> [Task directions]: Check each line of the entries. Copy the ones that contain the string "unbound".

Records from a data source:

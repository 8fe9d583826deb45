//! Exclusive-ownership lock over a task.
//!
//! One JSON record per task directory binds the task to at most one runtime
//! session. The record starts unbound (`session_id` absent) and is claimed
//! exactly once; ownership only ever transfers by deleting the record and
//! creating a new one. There is no file locking: the write → re-read →
//! verify step in [`TaskLock::bind`] is the sole mechanism that resolves a
//! binding race, so it must not be simplified to check-then-write.
//!
//! Structurally invalid records are never repaired: whichever operation
//! discovers one deletes it on sight and proceeds as if no lock existed.

use std::path::{Path, PathBuf};

use anyhow::{Context, Result};
use chrono::{DateTime, Duration, Utc};
use serde::{Deserialize, Serialize};
use tracing::{debug, error, warn};

use crate::fsutil;
use crate::task::paths;

/// Locks older than this are evicted automatically.
pub const DEFAULT_STALE_HOURS: i64 = 24;

/// A validated lock record. `task_path` and `started_at` are mandatory; a
/// persisted record missing either is corrupt and gets evicted before it
/// ever reaches this type.
#[derive(Debug, Clone, Serialize)]
pub struct LockRecord {
    pub task_path: String,
    pub started_at: String,

    #[serde(skip_serializing_if = "Option::is_none")]
    pub session_id: Option<String>,

    #[serde(skip_serializing_if = "Option::is_none")]
    pub bound_at: Option<String>,
}

/// On-disk shape before validation.
#[derive(Debug, Default, Deserialize)]
#[serde(default)]
struct RawLockRecord {
    task_path: Option<String>,
    started_at: Option<String>,
    session_id: Option<String>,
    bound_at: Option<String>,
}

/// Lock operations scoped to one task.
pub struct TaskLock {
    path: PathBuf,
}

impl TaskLock {
    /// Lock for a task identified by its (absolute) document path.
    pub fn for_task(task_path: &Path) -> Self {
        Self {
            path: paths::lock_path(task_path),
        }
    }

    /// Lock for the project's active task, resolved through the task
    /// reference. `None` when no task is active.
    pub fn for_project(root: &Path) -> Option<Self> {
        paths::active_task_path(root).map(|task_path| Self::for_task(&task_path))
    }

    pub fn path(&self) -> &Path {
        &self.path
    }

    /// Create an unbound lock record. Filesystem errors propagate; this is
    /// the one lock operation whose failure the caller must see.
    pub fn create(&self, task_rel_path: &str) -> Result<LockRecord> {
        let record = LockRecord {
            task_path: task_rel_path.to_string(),
            started_at: Utc::now().to_rfc3339(),
            session_id: None,
            bound_at: None,
        };
        self.write(&record)
            .with_context(|| format!("failed to create lock at {}", self.path.display()))?;
        Ok(record)
    }

    /// Read the record regardless of session identity.
    ///
    /// Distinguishes "absent" (`None`) from "exists" for callers that need
    /// to tell an unbound lock apart from no lock at all. Corrupt records
    /// are deleted as a side effect and reported as absent.
    pub fn get_raw(&self) -> Option<LockRecord> {
        let content = match std::fs::read_to_string(&self.path) {
            Ok(c) => c,
            Err(e) if e.kind() == std::io::ErrorKind::NotFound => return None,
            Err(e) => {
                error!(path = %self.path.display(), error = %e, "failed to read lock");
                return None;
            }
        };

        let raw: RawLockRecord = match serde_json::from_str(&content) {
            Ok(r) => r,
            Err(e) => {
                error!(path = %self.path.display(), error = %e, "unparseable lock: deleting");
                self.delete();
                return None;
            }
        };

        let (Some(task_path), Some(started_at)) = (raw.task_path, raw.started_at) else {
            error!(path = %self.path.display(), "corrupt lock (missing task_path or started_at): deleting");
            self.delete();
            return None;
        };

        if !paths::validate_task_path(&task_path) {
            error!(path = %self.path.display(), task_path = %task_path, "corrupt lock (unsafe task_path): deleting");
            self.delete();
            return None;
        }

        Some(LockRecord {
            task_path,
            started_at,
            session_id: raw.session_id,
            bound_at: raw.bound_at,
        })
    }

    /// The record, only if it is bound to exactly this session.
    pub fn check(&self, session_id: &str) -> Option<LockRecord> {
        let record = self.get_raw()?;
        match record.session_id.as_deref() {
            None => {
                debug!("lock has no session bound");
                None
            }
            Some(bound) if bound != session_id => {
                debug!(bound = short_id(bound), current = short_id(session_id), "session mismatch");
                None
            }
            Some(_) => Some(record),
        }
    }

    /// Claim the unbound lock for `session_id`.
    ///
    /// Optimistic: the write succeeds locally for every racing session, so
    /// after writing we re-read and only the session whose id survived the
    /// race reports success. Rebinding with the already-bound id is a no-op
    /// `true`; any other id is rejected with the record unchanged.
    pub fn bind(&self, session_id: &str) -> bool {
        let Some(mut record) = self.get_raw() else {
            return false;
        };

        match record.session_id.as_deref() {
            Some(bound) if bound == session_id => return true,
            Some(_) => return false,
            None => {}
        }

        record.session_id = Some(session_id.to_string());
        record.bound_at = Some(Utc::now().to_rfc3339());
        if let Err(e) = self.write(&record) {
            error!(error = %e, "failed to bind session");
            return false;
        }

        // The verification read is what decides the race: our own write
        // "succeeded" either way, but only one value is on disk now.
        match self.get_raw() {
            Some(verify) if verify.session_id.as_deref() == Some(session_id) => {
                debug!(session = short_id(session_id), "session bound");
                true
            }
            _ => {
                warn!(session = short_id(session_id), "lost bind race, another session bound first");
                false
            }
        }
    }

    /// Idempotent removal. Failures are logged, never propagated: an
    /// undeletable lock must not wedge the caller.
    pub fn delete(&self) {
        match std::fs::remove_file(&self.path) {
            Ok(()) => debug!(path = %self.path.display(), "lock deleted"),
            Err(e) if e.kind() == std::io::ErrorKind::NotFound => {}
            Err(e) => error!(path = %self.path.display(), error = %e, "failed to delete lock"),
        }
    }

    fn write(&self, record: &LockRecord) -> Result<()> {
        let content = serde_json::to_string_pretty(record)?;
        fsutil::atomic_write(&self.path, &content)?;
        Ok(())
    }
}

/// Whether a lock has outlived the staleness threshold.
///
/// Measured from `bound_at` when bound, else `started_at`. An unparseable
/// timestamp counts as stale: fail toward eviction, not toward trusting a
/// record nobody can date.
pub fn is_stale(record: &LockRecord, threshold_hours: i64) -> bool {
    let timestamp = record.bound_at.as_deref().unwrap_or(&record.started_at);
    let Ok(parsed) = DateTime::parse_from_rfc3339(timestamp) else {
        return true;
    };
    let age = Utc::now().signed_duration_since(parsed.with_timezone(&Utc));
    age > Duration::hours(threshold_hours)
}

fn short_id(session_id: &str) -> &str {
    session_id.get(..8).unwrap_or(session_id)
}
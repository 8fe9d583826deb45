//! Post-completion policy for worker agents.
//!
//! Two jobs: bind the session to the lock when the coordinator finishes
//! (the only path from unbound to bound), and hand every finished
//! non-system worker the mandatory follow-up protocol so its output gets
//! persisted and fed back through the coordinator.

use std::path::Path;

use task_coordinator_sdk::{HookEvent, HookResponse, HookSpecificOutput};
use tracing::{debug, info};

use super::{is_coordinator, read_project_lock, short_session};
use crate::config::CoordConfig;
use crate::task::paths;

pub fn handle(event: &HookEvent, config: &CoordConfig, root: &Path) -> HookResponse {
    let Some(tool_input) = &event.tool_input else {
        return HookResponse::allow();
    };
    let Some(agent) = tool_input.subagent_type.as_deref() else {
        return HookResponse::allow();
    };
    let session_id = event.session_id.as_deref().unwrap_or("");

    if is_coordinator(agent) {
        return bind_on_completion(root, session_id);
    }

    if config.is_system_agent(agent) {
        return HookResponse::allow();
    }

    let Some((_, Some(record))) = read_project_lock(root) else {
        // No lock: coordination is not active here.
        return HookResponse::allow();
    };

    match record.session_id.as_deref() {
        None => HookResponse::allow().with_output(HookSpecificOutput::context(
            "PostToolUse",
            "taskcoord: task lock exists but no session is bound. REQUIRED: call tc-coordinator \
             FIRST to initialize and bind this session, then re-run your agent.",
        )),
        Some(bound) if bound != session_id => HookResponse::allow(),
        Some(_) => {
            let failed = event.tool_result.as_ref().is_some_and(|r| r.is_error);
            let task_path = root.join(&record.task_path);
            let phase_indexed = paths::phases_dir(&task_path).exists();
            let directive = follow_up_directive(agent, failed, phase_indexed);
            HookResponse::allow()
                .with_output(HookSpecificOutput::context("PostToolUse", directive))
        }
    }
}

/// The coordinator just completed: claim the lock for this session if it is
/// still unbound. Losing the bind race is not an error: the winner's
/// session simply owns the task.
fn bind_on_completion(root: &Path, session_id: &str) -> HookResponse {
    let Some((lock, Some(record))) = read_project_lock(root) else {
        return HookResponse::allow();
    };
    if record.session_id.is_some() || session_id.is_empty() {
        return HookResponse::allow();
    }

    if lock.bind(session_id) {
        info!(session = short_session(session_id), "session bound to lock");
        HookResponse::allow().with_output(HookSpecificOutput::context(
            "PostToolUse",
            format!("taskcoord: session {} bound to lock", short_session(session_id)),
        ))
    } else {
        debug!(session = short_session(session_id), "bind failed after coordinator completion");
        HookResponse::allow()
    }
}

/// The mandatory two-step follow-up. Wording differs for success vs.
/// failure, and phase-indexed tasks get the status-update and dependency
/// cascade steps on top.
fn follow_up_directive(agent: &str, failed: bool, phase_indexed: bool) -> String {
    let agent_name = agent.to_uppercase();
    if failed {
        let base = format!(
            "{} FAILED -> 1. Retry once with same agent 2. If retry fails: \
             TaskUpdate(taskId, status=\"failed\"), apply Escalation 3. Do NOT write report, \
             do NOT call tc-coordinator",
            agent_name
        );
        if phase_indexed {
            format!(
                "{}\n4. Persist failure to KNOWLEDGE.jsonl\n5. Check for blocked dependents -> \
                 cascade failure\nDO NOT read phases/ files (agents only).",
                base
            )
        } else {
            base
        }
    } else {
        let base = format!(
            "{} DONE -> 1. WRITE report 2. CALL tc-coordinator NOW",
            agent_name
        );
        if phase_indexed {
            format!(
                "{}\n3. TaskUpdate(taskId, status=\"completed\")\n4. TaskList() -> find next \
                 ready task\nDO NOT read phases/ files (agents only).",
                base
            )
        } else {
            base
        }
    }
}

> [Written response]:
//! session. The record starts unbound (`session_id` absent) and is claimed
    /// Create an unbound lock record. Filesystem errors propagate; this is
    /// to tell an unbound lock apart from no lock at all. Corrupt records
    /// Claim the unbound lock for `session_id`.
//! (the only path from unbound to bound), and hand every finished
/// still unbound. Losing the bind race is not an error: the winner's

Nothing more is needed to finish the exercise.